#### Material shown
==============================

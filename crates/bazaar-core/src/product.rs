//! # Product Module
//!
//! The catalog payload shape the cart consumes.
//!
//! ## Where ProductRef Comes From
//! ```text
//! ┌─────────────────────────────────────────────────────────────────────────┐
//! │                    Product Record Flow                                  │
//! │                                                                         │
//! │  Storefront REST API ──► screen state ──► add_to_cart(&product, ...)   │
//! │                                                                         │
//! │  The backend is a JS stack: ids arrive as "_id", prices arrive as      │
//! │  numbers or numeric strings, moq/qty may be absent, and the mode may   │
//! │  be a string ("B2B") or a pair of booleans (isWholesale/isRetail).     │
//! │                                                                         │
//! │  ProductRef models that payload as-is (every field optional) and       │
//! │  exposes one resolver per fact so the defaulting rules live in         │
//! │  exactly one place each.                                               │
//! └─────────────────────────────────────────────────────────────────────────┘
//! ```

use serde::{Deserialize, Serialize};
use serde_json::Value;
use ts_rs::TS;

use crate::coerce;
use crate::mode::Mode;
use crate::money::Money;
use crate::MOQ_FLOOR;

// =============================================================================
// ProductRef
// =============================================================================

/// A product record as supplied by the catalog API.
///
/// Read-only input to the cart: the engine copies what it needs into a
/// [`crate::CartLine`] snapshot and never mutates the record. Any partial
/// payload deserializes; resolvers below supply the defaults.
#[derive(Debug, Clone, Default, Serialize, Deserialize, TS)]
#[ts(export)]
#[serde(rename_all = "camelCase", default)]
pub struct ProductRef {
    /// Catalog identifier. The backend sends `_id`; either key is accepted.
    #[serde(alias = "_id")]
    pub id: Option<String>,

    /// Display name shown on cart and checkout screens.
    pub name: Option<String>,

    /// Business identifier, when the catalog carries one.
    pub sku: Option<String>,

    /// Primary image for cart display.
    pub image_url: Option<String>,

    /// Unit price in major units; number or numeric string.
    #[ts(type = "number | string | null")]
    pub price: Option<Value>,

    /// Requested quantity for an add; a new line defaults to the MOQ.
    #[ts(type = "number | string | null")]
    pub qty: Option<Value>,

    /// Minimum order quantity; absent/zero means "no minimum".
    #[ts(type = "number | string | null")]
    pub moq: Option<Value>,

    /// Declared mode string ("wholesale"/"b2b"/"retail"/"b2c").
    pub mode: Option<String>,

    /// Mode hint, consulted only when `mode` is absent or unrecognized.
    pub is_retail: Option<bool>,

    /// Mode hint, consulted only when `mode` is absent or unrecognized.
    pub is_wholesale: Option<bool>,
}

impl ProductRef {
    /// Returns the identifier a cart line would carry, if the record has one.
    ///
    /// A missing or empty id makes every mutating cart call a no-op, so
    /// this is the first gate `add_to_cart` runs. Anything non-empty passes
    /// through verbatim; the cart never rewrites catalog identifiers.
    pub fn line_id(&self) -> Option<&str> {
        self.id.as_deref().filter(|id| !id.is_empty())
    }

    /// Resolves the mode this product declares for itself, if any.
    ///
    /// ## Priority
    /// 1. The `mode` string, when it normalizes to a known mode
    /// 2. `is_wholesale == true` → Wholesale
    /// 3. `is_retail == true` → Retail
    ///
    /// When both flags are set, wholesale wins (the same bias as the
    /// engine's default). A flag that is explicitly `false` declares
    /// nothing.
    pub fn declared_mode(&self) -> Option<Mode> {
        self.mode
            .as_deref()
            .and_then(Mode::normalize)
            .or_else(|| match (self.is_wholesale, self.is_retail) {
                (Some(true), _) => Some(Mode::Wholesale),
                (_, Some(true)) => Some(Mode::Retail),
                _ => None,
            })
    }

    /// Resolves the minimum order quantity: `max(1, numeric moq)`.
    ///
    /// ## Example
    /// ```rust
    /// use bazaar_core::ProductRef;
    /// use serde_json::json;
    ///
    /// let p: ProductRef = serde_json::from_value(json!({"moq": "5"})).unwrap();
    /// assert_eq!(p.min_order_qty(), 5);
    ///
    /// let none: ProductRef = serde_json::from_value(json!({})).unwrap();
    /// assert_eq!(none.min_order_qty(), 1);
    /// ```
    pub fn min_order_qty(&self) -> i64 {
        coerce::int(self.moq.as_ref()).max(MOQ_FLOOR)
    }

    /// Resolves the raw requested quantity; 0 when absent or malformed.
    ///
    /// Merges top up an existing line by exactly this amount: a bare
    /// record (no `qty`) adds nothing and only refreshes the MOQ floor.
    pub fn requested_qty(&self) -> i64 {
        coerce::int(self.qty.as_ref())
    }

    /// Resolves the quantity a new line opens at: `max(numeric qty, moq)`.
    ///
    /// A record without a `qty` (the common "tap add on a product card"
    /// path) opens the line at exactly the MOQ.
    pub fn initial_qty(&self) -> i64 {
        self.requested_qty().max(self.min_order_qty())
    }

    /// Resolves the unit price; non-numeric/missing prices are zero.
    pub fn unit_price(&self) -> Money {
        coerce::money(self.price.as_ref())
    }
}

// =============================================================================
// Unit Tests
// =============================================================================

==============================

#### Task item
Would you please write out all the entries exactly?

#### Solution
filename crates/bazaar-core/src/product.rs
//! # Product Module
//!
//! The catalog payload shape the cart consumes.
//!
//! ## Where ProductRef Comes From
//! ```text
//! ┌─────────────────────────────────────────────────────────────────────────┐
//! │                    Product Record Flow                                  │
//! │                                                                         │
//! │  Storefront REST API ──► screen state ──► add_to_cart(&product, ...)   │
//! │                                                                         │
//! │  The backend is a JS stack: ids arrive as "_id", prices arrive as      │
//! │  numbers or numeric strings, moq/qty may be absent, and the mode may   │
//! │  be a string ("B2B") or a pair of booleans (isWholesale/isRetail).     │
//! │                                                                         │
//! │  ProductRef models that payload as-is (every field optional) and       │
//! │  exposes one resolver per fact so the defaulting rules live in         │
//! │  exactly one place each.                                               │
//! └─────────────────────────────────────────────────────────────────────────┘
//! ```

use serde::{Deserialize, Serialize};
use serde_json::Value;
use ts_rs::TS;

use crate::coerce;
use crate::mode::Mode;
use crate::money::Money;
use crate::MOQ_FLOOR;

// =============================================================================
// ProductRef
// =============================================================================

/// A product record as supplied by the catalog API.
///
/// Read-only input to the cart: the engine copies what it needs into a
/// [`crate::CartLine`] snapshot and never mutates the record. Any partial
/// payload deserializes; resolvers below supply the defaults.
#[derive(Debug, Clone, Default, Serialize, Deserialize, TS)]
#[ts(export)]
#[serde(rename_all = "camelCase", default)]
pub struct ProductRef {
    /// Catalog identifier. The backend sends `_id`; either key is accepted.
    #[serde(alias = "_id")]
    pub id: Option<String>,

    /// Display name shown on cart and checkout screens.
    pub name: Option<String>,

    /// Business identifier, when the catalog carries one.
    pub sku: Option<String>,

    /// Primary image for cart display.
    pub image_url: Option<String>,

    /// Unit price in major units; number or numeric string.
    #[ts(type = "number | string | null")]
    pub price: Option<Value>,

    /// Requested quantity for an add; a new line defaults to the MOQ.
    #[ts(type = "number | string | null")]
    pub qty: Option<Value>,

    /// Minimum order quantity; absent/zero means "no minimum".
    #[ts(type = "number | string | null")]
    pub moq: Option<Value>,

    /// Declared mode string ("wholesale"/"b2b"/"retail"/"b2c").
    pub mode: Option<String>,

    /// Mode hint, consulted only when `mode` is absent or unrecognized.
    pub is_retail: Option<bool>,

    /// Mode hint, consulted only when `mode` is absent or unrecognized.
    pub is_wholesale: Option<bool>,
}

impl ProductRef {
    /// Returns the identifier a cart line would carry, if the record has one.
    ///
    /// A missing or empty id makes every mutating cart call a no-op, so
    /// this is the first gate `add_to_cart` runs. Anything non-empty passes
    /// through verbatim; the cart never rewrites catalog identifiers.
    pub fn line_id(&self) -> Option<&str> {
        self.id.as_deref().filter(|id| !id.is_empty())
    }

    /// Resolves the mode this product declares for itself, if any.
    ///
    /// ## Priority
    /// 1. The `mode` string, when it normalizes to a known mode
    /// 2. `is_wholesale == true` → Wholesale
    /// 3. `is_retail == true` → Retail
    ///
    /// When both flags are set, wholesale wins (the same bias as the
    /// engine's default). A flag that is explicitly `false` declares
    /// nothing.
    pub fn declared_mode(&self) -> Option<Mode> {
        self.mode
            .as_deref()
            .and_then(Mode::normalize)
            .or_else(|| match (self.is_wholesale, self.is_retail) {
                (Some(true), _) => Some(Mode::Wholesale),
                (_, Some(true)) => Some(Mode::Retail),
                _ => None,
            })
    }

    /// Resolves the minimum order quantity: `max(1, numeric moq)`.
    ///
    /// ## Example
    /// ```rust
    /// use bazaar_core::ProductRef;
    /// use serde_json::json;
    ///
    /// let p: ProductRef = serde_json::from_value(json!({"moq": "5"})).unwrap();
    /// assert_eq!(p.min_order_qty(), 5);
    ///
    /// let none: ProductRef = serde_json::from_value(json!({})).unwrap();
    /// assert_eq!(none.min_order_qty(), 1);
    /// ```
    pub fn min_order_qty(&self) -> i64 {
        coerce::int(self.moq.as_ref()).max(MOQ_FLOOR)
    }

    /// Resolves the raw requested quantity; 0 when absent or malformed.
    ///
    /// Merges top up an existing line by exactly this amount: a bare
    /// record (no `qty`) adds nothing and only refreshes the MOQ floor.
    pub fn requested_qty(&self) -> i64 {
        coerce::int(self.qty.as_ref())
    }

    /// Resolves the quantity a new line opens at: `max(numeric qty, moq)`.
    ///
    /// A record without a `qty` (the common "tap add on a product card"
    /// path) opens the line at exactly the MOQ.
    pub fn initial_qty(&self) -> i64 {
        self.requested_qty().max(self.min_order_qty())
    }

    /// Resolves the unit price; non-numeric/missing prices are zero.
    pub fn unit_price(&self) -> Money {
        coerce::money(self.price.as_ref())
    }
}

// =============================================================================
// Unit Tests
// =============================================================================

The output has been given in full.